The challenge, Woychik said, is integrating the collected data to optimize the cooperative’s existing system and improve efficiency, demand response and distribute energy generated from renewable resources, such as photovoltaic systems.
“There are a whole bunch of things that are going on here on Kauai that really support this and are moving this in the right direction,” Woychik said. “This is a very ripe situation, I believe, for this kind of methodology and I think it’s needed.”
Kelly said the cooperative is beginning to see trends from smart meter data and using it to help ratepayers manage their energy use and increase awareness about their consumption.
Officials, he said, are also working to host more public meetings where ratepayers can view the cooperative’s plans and help steer it in the right direction. But more voices, he said, are needed in the conversation.
In all, about 140 people attended this year’s annual KIUC membership meeting last month at Kauai Community College — a number that held steady over the past several years.
“I think we always have to keep working on getting more people engaged and not just having the same core of people who are always the same voices talking about where we should be going,” Kelly said.
The cooperative, Woychik said, should also focus on several key areas, such ask creating aggressive building and appliance energy efficiency standards; using conservation techniques that would target energy use at specific times; using distributed energy generated from various sources, including photovoltaic fixtures, at the right time; and optimizing current electrical systems to save energy costs.
But the onus of ensuring that energy goals are met and executed properly should not only fall upon cooperative officials alone.
Woychik said ratepayers should also be vocal about key KIUC decisions and become engaged by attending public meetings and researching the impacts and mechanics of different energy options.
“I’m envisioning a future where you can help define your vision and you could be a part of that and really make that happen,” Woychik said. “If you want to get to 100 percent renewables, I think you can get there. If you can see that vision and start to be a part of it, you can create a groundswell — that groundswell becomes a movement, a real change and presents a real opportunity to make that happen.”

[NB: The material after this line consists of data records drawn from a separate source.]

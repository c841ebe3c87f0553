//! UTC timestamp formatting at millisecond precision.
//!
//! All wire timestamps are ISO-8601 with a `Z` suffix and exactly three
//! fractional digits (e.g. `2026-02-09T12:00:00.000Z`). Internally the
//! crate works with `chrono::DateTime<Utc>`.

use chrono::{DateTime, SecondsFormat, Utc};

/// Renders a timestamp as ISO-8601 UTC with millisecond precision.
pub fn format_utc_millis(t: &DateTime<Utc>) -> String {
    t.to_rfc3339_opts(SecondsFormat::Millis, true)
}

/// Parses an ISO-8601 timestamp into UTC.
pub fn parse_utc(s: &str) -> Result<DateTime<Utc>, chrono::ParseError> {
    DateTime::parse_from_rfc3339(s).map(|dt| dt.with_timezone(&Utc))
}

/// Serde adapter for `DateTime<Utc>` fields using the wire format above.
pub mod utc_millis {
    use chrono::{DateTime, Utc};
    use serde::{Deserialize, Deserializer, Serializer};

    pub fn serialize<S>(t: &DateTime<Utc>, serializer: S) -> Result<S::Ok, S::Error>
    where
        S: Serializer,
    {
        serializer.serialize_str(&super::format_utc_millis(t))
    }

    pub fn deserialize<'de, D>(deserializer: D) -> Result<DateTime<Utc>, D::Error>
    where
        D: Deserializer<'de>,
    {
        let s = String::deserialize(deserializer)?;
        super::parse_utc(&s).map_err(serde::de::Error::custom)
    }
}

Some KIUC ratepayers, however, say cooperative officials can and should do more for them. Kilauea resident Doug Wilmore said he concerned that the cooperative’s high electricity rates, among other factors, is “hampering engagement between our community and the power company.”
To ease what Wilmore said is “an arising tension between KIUC and homeowners who are now doing rooftop solar,” Woychik said KIUC officials must use data from software tools to identify power quality and distribution system impacts and create appropriate solutions.
Apollo Kauai Co-chair Sharry Glass said she felt encouraged by Woychik’s suggestions and explained that cooperation between KIUC officials and members will be crucial to the organization’s success.
“We’re one island, we all belong to the coop, and the idea’s that he (Woychik) is giving us are exactly the path that we’ve envisioned,” Glass said. “The inclusion of everyone as stakeholders is so important, and if we can get all of the stakeholders together, we can come up with a plan that will bring us to 100 percent clean, renewable energy. We can do it.”